Exactly-once processing within the stream processor itself is typically achieved through robust Checkpointing or transaction mechanisms:

State Checkpointing: The processor periodically snapshots its internal state (operator state, source offsets) consistently. Upon recovery, it restores from the last successful checkpoint and resumes processing, ensuring internal consistency.
Coordination with Sinks: The key challenge lies in coordinating state commits within the processor with writes to external sinks. Common techniques include:
- Transactional Sinks (Two-Phase Commit - 2PC): Sinks that support transactions can participate in a two-phase commit protocol coordinated by the stream processor. The processor starts a transaction, writes data, completes its internal checkpoint, and then commits the transaction. If any part fails, the transaction is aborted. This provides strong guarantees but requires specific sink capabilities and adds latency.
- Idempotent Sinks: Sinks designed to handle duplicate writes safely (e.g., using unique IDs per message or update). The processor can safely retry writes upon failure, knowing the sink will ignore duplicates. This requires careful sink implementation or specific database features (like UPSERT with primary keys).

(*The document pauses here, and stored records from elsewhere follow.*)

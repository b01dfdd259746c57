//! Attribute parsing for Model derive macro.
//!
//! Handles parsing of struct-level and field-level `#[orm(...)]` attributes.

use heck::{ToKebabCase, ToLowerCamelCase, ToShoutySnakeCase, ToSnakeCase, ToUpperCamelCase};
use syn::{DeriveInput, LitStr, Result};

/// Field-name to column-name conversion for `#[orm(rename_all = "...")]`.
#[derive(Debug, Clone, Copy, PartialEq, Eq)]
pub(super) enum RenameRule {
    Lower,
    Upper,
    Camel,
    Pascal,
    Snake,
    ScreamingSnake,
    Kebab,
}

impl RenameRule {
    fn parse(lit: &LitStr) -> Result<Self> {
        Ok(match lit.value().as_str() {
            "lowercase" => RenameRule::Lower,
            "UPPERCASE" => RenameRule::Upper,
            "camelCase" => RenameRule::Camel,
            "PascalCase" => RenameRule::Pascal,
            "snake_case" => RenameRule::Snake,
            "SCREAMING_SNAKE_CASE" => RenameRule::ScreamingSnake,
            "kebab-case" => RenameRule::Kebab,
            other => {
                return Err(syn::Error::new_spanned(
                    lit,
                    format!("unknown rename_all rule \"{other}\""),
                ));
            }
        })
    }

    pub(super) fn apply(self, field: &str) -> String {
        match self {
            RenameRule::Lower => field.to_lowercase(),
            RenameRule::Upper => field.to_uppercase(),
            RenameRule::Camel => field.to_lower_camel_case(),
            RenameRule::Pascal => field.to_upper_camel_case(),
            RenameRule::Snake => field.to_snake_case(),
            RenameRule::ScreamingSnake => field.to_shouty_snake_case(),
            RenameRule::Kebab => field.to_kebab_case(),
        }
    }
}

/// Struct-level `#[orm(table = "...", rename_all = "...")]`.
#[derive(Default)]
pub(super) struct StructAttr {
    pub table: Option<String>,
    pub rename_all: Option<RenameRule>,
}

/// Field-level `#[orm(column = "...")]`, `#[orm(skip)]`, `#[orm(flatten)]`, `#[orm(id)]`.
#[derive(Default)]
pub(super) struct FieldAttr {
    pub column: Option<String>,
    pub skip: bool,
    pub flatten: bool,
    pub is_id: bool,
}

pub(super) fn parse_struct_attr(input: &DeriveInput) -> Result<StructAttr> {
    let mut out = StructAttr::default();
    for attr in &input.attrs {
        if !attr.path().is_ident("orm") {
            continue;
        }
        attr.parse_nested_meta(|meta| {
            if meta.path.is_ident("table") {
                let lit: LitStr = meta.value()?.parse()?;
                if lit.value().is_empty() {
                    return Err(meta.error("table name cannot be empty"));
                }
                out.table = Some(lit.value());
                Ok(())
            } else if meta.path.is_ident("rename_all") {
                let lit: LitStr = meta.value()?.parse()?;
                out.rename_all = Some(RenameRule::parse(&lit)?);
                Ok(())
            } else {
                Err(meta.error("unsupported orm attribute, expected `table` or `rename_all`"))
            }
        })?;
    }
    Ok(out)
}

pub(super) fn parse_field_attr(field: &syn::Field) -> Result<FieldAttr> {
    let mut out = FieldAttr::default();
    for attr in &field.attrs {
        if !attr.path().is_ident("orm") {
            continue;
        }
        attr.parse_nested_meta(|meta| {
            if meta.path.is_ident("column") {
                let lit: LitStr = meta.value()?.parse()?;
                out.column = Some(lit.value());
            } else if meta.path.is_ident("skip") {
                out.skip = true;
            } else if meta.path.is_ident("flatten") {
                out.flatten = true;
            } else if meta.path.is_ident("id") {
                out.is_id = true;
            } else {
                return Err(meta.error(
                    "unsupported orm attribute, expected `column`, `skip`, `flatten` or `id`",
                ));
            }
            Ok(())
        })?;
    }

    if out.flatten && (out.column.is_some() || out.is_id) {
        return Err(syn::Error::new_spanned(
            field,
            "a flattened field cannot carry `column` or `id`",
        ));
    }
    if out.skip && out.is_id {
        return Err(syn::Error::new_spanned(
            field,
            "the primary key field cannot be skipped",
        ));
    }
    Ok(out)
}

#[cfg(test)]
mod tests {
    use super::*;

    #[test]
    fn rename_rules() {
        assert_eq!(RenameRule::Camel.apply("full_name"), "fullName");
        assert_eq!(RenameRule::Pascal.apply("full_name"), "FullName");
        assert_eq!(RenameRule::Snake.apply("fullName"), "full_name");
        assert_eq!(RenameRule::ScreamingSnake.apply("full_name"), "FULL_NAME");
        assert_eq!(RenameRule::Kebab.apply("full_name"), "full-name");
        assert_eq!(RenameRule::Lower.apply("Full_Name"), "full_name");
    }

    #[test]
    fn parses_struct_attrs() {
        let input: DeriveInput = syn::parse_quote! {
            #[orm(table = "people", rename_all = "camelCase")]
            struct Person { id: i64 }
        };
        let attr = parse_struct_attr(&input).unwrap();
        assert_eq!(attr.table.as_deref(), Some("people"));
        assert_eq!(attr.rename_all, Some(RenameRule::Camel));
    }

    #[test]
    fn rejects_unknown_rule() {
        let input: DeriveInput = syn::parse_quote! {
            #[orm(rename_all = "Title Case")]
            struct Person { id: i64 }
        };
        assert!(parse_struct_attr(&input).is_err());
    }

    #[test]
    fn parses_field_attrs() {
        let field: syn::Field = syn::parse_quote! {
            #[orm(column = "nick", id)]
            nick_name: String
        };
        let attr = parse_field_attr(&field).unwrap();
        assert_eq!(attr.column.as_deref(), Some("nick"));
        assert!(attr.is_id);
        assert!(!attr.skip);
    }

    #[test]
    fn rejects_flatten_with_column() {
        let field: syn::Field = syn::parse_quote! {
            #[orm(flatten, column = "x")]
            base: Base
        };
        assert!(parse_field_attr(&field).is_err());
    }
}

Exactly-Once in RisingWave

RisingWave provides exactly-once semantics for its internal state management through its distributed, consistent Checkpointing mechanism built on the Hummock state store.

Internal State: Upon recovery from failure, RisingWave restores its operator states (aggregations, joins, window results) from the latest successful checkpoint, ensuring that internal calculations reflect each input message exactly once relative to that state.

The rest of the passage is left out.